Reproduce all entries verbatim, with nothing added or dropped.

===== DATASET =====

//! Scene descriptions loaded from TOML.
//!
//! A scene bundles the content snapshot and every delegate answer, so a
//! whole layout pass can be driven from a file:
//!
//! ```toml
//! bounds_width = 375.0
//!
//! [[sections]]
//! items = 12
//! columns = 3
//! show_big = true
//! row_height = 200.0
//! line_spacing = 2.0
//! interitem_spacing = 2.0
//! header = { width = 375.0, height = 80.0 }
//! ```

use std::path::Path;

use mosaic_types::{EdgeInsets, ItemIndex, MosaicError, Result, Size};
use serde::Deserialize;

use crate::delegate::{ContentDescriptor, MosaicDelegate};

/// A whole collection: bounds, content inset and sections.
#[derive(Debug, Clone, PartialEq, Deserialize)]
pub struct SceneConfig {
    pub bounds_width: f64,
    #[serde(default)]
    pub content_inset: EdgeInsets,
    #[serde(default)]
    pub sections: Vec<SectionConfig>,
}

/// One section of a scene.
#[derive(Debug, Clone, PartialEq, Deserialize)]
pub struct SectionConfig {
    pub items: usize,
    #[serde(default = "default_columns")]
    pub columns: usize,
    #[serde(default)]
    pub show_big: bool,
    /// Row height for multi-column sections.
    #[serde(default = "default_height")]
    pub row_height: f64,
    /// Height for single-column items without an entry in `item_heights`.
    #[serde(default = "default_height")]
    pub item_height: f64,
    #[serde(default)]
    pub item_heights: Vec<f64>,
    #[serde(default)]
    pub inset: EdgeInsets,
    #[serde(default)]
    pub line_spacing: f64,
    #[serde(default)]
    pub interitem_spacing: f64,
    #[serde(default)]
    pub header: Size,
    #[serde(default)]
    pub footer: Size,
}

fn default_columns() -> usize {
    1
}
fn default_height() -> f64 {
    44.0
}

impl SectionConfig {
    /// A section with `items` items and every other field at its default.
    pub fn new(items: usize) -> Self {
        Self {
            items,
            columns: default_columns(),
            show_big: false,
            row_height: default_height(),
            item_height: default_height(),
            item_heights: Vec::new(),
            inset: EdgeInsets::ZERO,
            line_spacing: 0.0,
            interitem_spacing: 0.0,
            header: Size::ZERO,
            footer: Size::ZERO,
        }
    }
}

impl SceneConfig {
    /// Parse a scene from TOML text.
    pub fn from_toml_str(text: &str) -> Result<Self> {
        let scene: Self = toml::from_str(text)?;
        scene.check()?;
        Ok(scene)
    }

    /// Read and parse a scene file.
    pub fn load(path: impl AsRef<Path>) -> Result<Self> {
        let path = path.as_ref();
        let text = std::fs::read_to_string(path)?;
        let scene = Self::from_toml_str(&text)?;
        log::info!(
            "Loaded scene {} ({} sections)",
            path.display(),
            scene.sections.len()
        );
        Ok(scene)
    }

    /// Five sections of twelve items: 3 columns with a big item, 3 columns
    /// inset by 16, a single column, 2 columns, and 4 columns with a big
    /// item inside 16pt insets. Headers and footers are 80pt tall.
    pub fn demo(bounds_width: f64) -> Self {
        let section = |columns: usize, show_big: bool, inset: EdgeInsets| SectionConfig {
            columns,
            show_big,
            row_height: 200.0,
            item_height: 100.0,
            inset,
            line_spacing: 2.0,
            interitem_spacing: 2.0,
            header: Size::new(bounds_width, 80.0),
            footer: Size::new(bounds_width, 80.0),
            ..SectionConfig::new(12)
        };
        Self {
            bounds_width,
            content_inset: EdgeInsets::ZERO,
            sections: vec![
                section(3, true, EdgeInsets::ZERO),
                section(3, false, EdgeInsets::new(0.0, 16.0, 0.0, 16.0)),
                section(1, false, EdgeInsets::ZERO),
                section(2, false, EdgeInsets::ZERO),
                section(4, true, EdgeInsets::uniform(16.0)),
            ],
        }
    }

    /// The content snapshot this scene describes.
    pub fn content(&self) -> ContentDescriptor {
        ContentDescriptor::from_bounds(
            self.bounds_width,
            self.content_inset,
            self.sections.iter().map(|s| s.items).collect::<Vec<_>>(),
        )
    }

    /// Catch values no delegate could sensibly answer with. Column and
    /// spacing rules are left to the engine.
    fn check(&self) -> Result<()> {
        let edges = |i: EdgeInsets| [i.top, i.left, i.bottom, i.right];
        let non_negative = [self.bounds_width]
            .into_iter()
            .chain(edges(self.content_inset))
            .chain(self.sections.iter().flat_map(|s| {
                [
                    s.row_height,
                    s.item_height,
                    s.line_spacing,
                    s.interitem_spacing,
                    s.header.width,
                    s.header.height,
                    s.footer.width,
                    s.footer.height,
                ]
                .into_iter()
                .chain(edges(s.inset))
                .chain(s.item_heights.iter().copied())
            }))
            .all(|v| v.is_finite() && v >= 0.0);
        if !non_negative {
            return Err(MosaicError::Config(
                "sizes and spacings must be finite and non-negative".into(),
            ));
        }
        for (i, s) in self.sections.iter().enumerate() {
            if s.columns > 1 && !s.item_heights.is_empty() {
                log::warn!("section {i}: item_heights ignored for a {}-column section", s.columns);
            }
        }
        Ok(())
    }

    fn section(&self, section: usize) -> &SectionConfig {
        &self.sections[section]
    }
}

impl MosaicDelegate for SceneConfig {
    fn number_of_columns(&self, section: usize) -> usize {
        self.section(section).columns
    }

    fn shows_big_item(&self, section: usize) -> bool {
        self.section(section).show_big
    }

    fn row_height(&self, section: usize) -> f64 {
        self.section(section).row_height
    }

    fn item_height(&self, index: ItemIndex) -> f64 {
        let section = self.section(index.section);
        section
            .item_heights
            .get(index.item)
            .copied()
            .unwrap_or(section.item_height)
    }

    fn section_inset(&self, section: usize) -> EdgeInsets {
        self.section(section).inset
    }

    fn line_spacing(&self, section: usize) -> f64 {
        self.section(section).line_spacing
    }

    fn interitem_spacing(&self, section: usize) -> f64 {
        self.section(section).interitem_spacing
    }

    fn header_size(&self, section: usize) -> Size {
        self.section(section).header
    }

    fn footer_size(&self, section: usize) -> Size {
        self.section(section).footer
    }
}
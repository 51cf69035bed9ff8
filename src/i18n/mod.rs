// SPDX-License-Identifier: MPL-2.0
//! Internationalization (i18n) support for the application.
//!
//! This module provides localization capabilities using the Fluent localization system.
//! It handles language detection, translation file loading, and string formatting.
//!
//! # Features
//!
//! - Automatic locale detection from CLI, config, or system settings
//! - Embedded `.ftl` translation resources
//! - Runtime language switching
//! - Fallback to default locale when translations are missing

pub mod fluent;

=====

-- OUTPUT BELOW --
//! Scene descriptions loaded from TOML.
//!
//! A scene bundles the content snapshot and every delegate answer, so a
//! whole layout pass can be driven from a file:
//!
//! ```toml
//! bounds_width = 375.0
//!
//! [[sections]]
//! items = 12
//! columns = 3
//! show_big = true
//! row_height = 200.0
//! line_spacing = 2.0
//! interitem_spacing = 2.0
//! header = { width = 375.0, height = 80.0 }
//! ```

use std::path::Path;

use mosaic_types::{EdgeInsets, ItemIndex, MosaicError, Result, Size};
use serde::Deserialize;

use crate::delegate::{ContentDescriptor, MosaicDelegate};

/// A whole collection: bounds, content inset and sections.
#[derive(Debug, Clone, PartialEq, Deserialize)]
pub struct SceneConfig {
    pub bounds_width: f64,
    #[serde(default)]
    pub content_inset: EdgeInsets,
    #[serde(default)]
    pub sections: Vec<SectionConfig>,
}

/// One section of a scene.
#[derive(Debug, Clone, PartialEq, Deserialize)]
pub struct SectionConfig {
    pub items: usize,
    #[serde(default = "default_columns")]
    pub columns: usize,
    #[serde(default)]
    pub show_big: bool,
    /// Row height for multi-column sections.
    #[serde(default = "default_height")]
    pub row_height: f64,
    /// Height for single-column items without an entry in `item_heights`.
    #[serde(default = "default_height")]
    pub item_height: f64,
    #[serde(default)]
    pub item_heights: Vec<f64>,
    #[serde(default)]
    pub inset: EdgeInsets,
    #[serde(default)]
    pub line_spacing: f64,
    #[serde(default)]
    pub interitem_spacing: f64,
    #[serde(default)]
    pub header: Size,
    #[serde(default)]
    pub footer: Size,
}

fn default_columns() -> usize {
    1
}
fn default_height() -> f64 {
    44.0
}

impl SectionConfig {
    /// A section with `items` items and every other field at its default.
    pub fn new(items: usize) -> Self {
        Self {
            items,
            columns: default_columns(),
            show_big: false,
            row_height: default_height(),
            item_height: default_height(),
            item_heights: Vec::new(),
            inset: EdgeInsets::ZERO,
            line_spacing: 0.0,
            interitem_spacing: 0.0,
            header: Size::ZERO,
            footer: Size::ZERO,
        }
    }
}

impl SceneConfig {
    /// Parse a scene from TOML text.
    pub fn from_toml_str(text: &str) -> Result<Self> {
        let scene: Self = toml::from_str(text)?;
        scene.check()?;
        Ok(scene)
    }

    /// Read and parse a scene file.
    pub fn load(path: impl AsRef<Path>) -> Result<Self> {
        let path = path.as_ref();
        let text = std::fs::read_to_string(path)?;
        let scene = Self::from_toml_str(&text)?;
        log::info!(
            "Loaded scene {} ({} sections)",
            path.display(),
            scene.sections.len()
        );
        Ok(scene)
    }

    /// Five sections of twelve items: 3 columns with a big item, 3 columns
    /// inset by 16, a single column, 2 columns, and 4 columns with a big
    /// item inside 16pt insets. Headers and footers are 80pt tall.
    pub fn demo(bounds_width: f64) -> Self {
        let section = |columns: usize, show_big: bool, inset: EdgeInsets| SectionConfig {
            columns,
            show_big,
            row_height: 200.0,
            item_height: 100.0,
            inset,
            line_spacing: 2.0,
            interitem_spacing: 2.0,
            header: Size::new(bounds_width, 80.0),
            footer: Size::new(bounds_width, 80.0),
            ..SectionConfig::new(12)
        };
        Self {
            bounds_width,
            content_inset: EdgeInsets::ZERO,
            sections: vec![
                section(3, true, EdgeInsets::ZERO),
                section(3, false, EdgeInsets::new(0.0, 16.0, 0.0, 16.0)),
                section(1, false, EdgeInsets::ZERO),
                section(2, false, EdgeInsets::ZERO),
                section(4, true, EdgeInsets::uniform(16.0)),
            ],
        }
    }

    /// The content snapshot this scene describes.
    pub fn content(&self) -> ContentDescriptor {
        ContentDescriptor::from_bounds(
            self.bounds_width,
            self.content_inset,
            self.sections.iter().map(|s| s.items).collect::<Vec<_>>(),
        )
    }

    /// Catch values no delegate could sensibly answer with. Column and
    /// spacing rules are left to the engine.
    fn check(&self) -> Result<()> {
        let edges = |i: EdgeInsets| [i.top, i.left, i.bottom, i.right];
        let non_negative = [self.bounds_width]
            .into_iter()
            .chain(edges(self.content_inset))
            .chain(self.sections.iter().flat_map(|s| {
                [
                    s.row_height,
                    s.item_height,
                    s.line_spacing,
                    s.interitem_spacing,
                    s.header.width,
                    s.header.height,
                    s.footer.width,
                    s.footer.height,
                ]
                .into_iter()
                .chain(edges(s.inset))
                .chain(s.item_heights.iter().copied())
            }))
            .all(|v| v.is_finite() && v >= 0.0);
        if !non_negative {
            return Err(MosaicError::Config(
                "sizes and spacings must be finite and non-negative".into(),
            ));
        }
        for (i, s) in self.sections.iter().enumerate() {
            if s.columns > 1 && !s.item_heights.is_empty() {
                log::warn!("section {i}: item_heights ignored for a {}-column section", s.columns);
            }
        }
        Ok(())
    }

    fn section(&self, section: usize) -> &SectionConfig {
        &self.sections[section]
    }
}

impl MosaicDelegate for SceneConfig {
    fn number_of_columns(&self, section: usize) -> usize {
        self.section(section).columns
    }

    fn shows_big_item(&self, section: usize) -> bool {
        self.section(section).show_big
    }

    fn row_height(&self, section: usize) -> f64 {
        self.section(section).row_height
    }

    fn item_height(&self, index: ItemIndex) -> f64 {
        let section = self.section(index.section);
        section
            .item_heights
            .get(index.item)
            .copied()
            .unwrap_or(section.item_height)
    }

    fn section_inset(&self, section: usize) -> EdgeInsets {
        self.section(section).inset
    }

    fn line_spacing(&self, section: usize) -> f64 {
        self.section(section).line_spacing
    }

    fn interitem_spacing(&self, section: usize) -> f64 {
        self.section(section).interitem_spacing
    }

    fn header_size(&self, section: usize) -> Size {
        self.section(section).header
    }

    fn footer_size(&self, section: usize) -> Size {
        self.section(section).footer
    }
}
repository 51cf69035bed9ff8
filename src/i18n/mod.rs
// SPDX-License-Identifier: MPL-2.0
//! Internationalization (i18n) support for the application.
//!
//! This module provides localization capabilities using the Fluent localization system.
//! It handles language detection, translation file loading, and string formatting.
//!
//! # Features
//!
//! - Automatic locale detection from CLI, config, or system settings
//! - Embedded `.ftl` translation resources
//! - Runtime language switching
//! - Fallback to default locale when translations are missing

pub mod fluent;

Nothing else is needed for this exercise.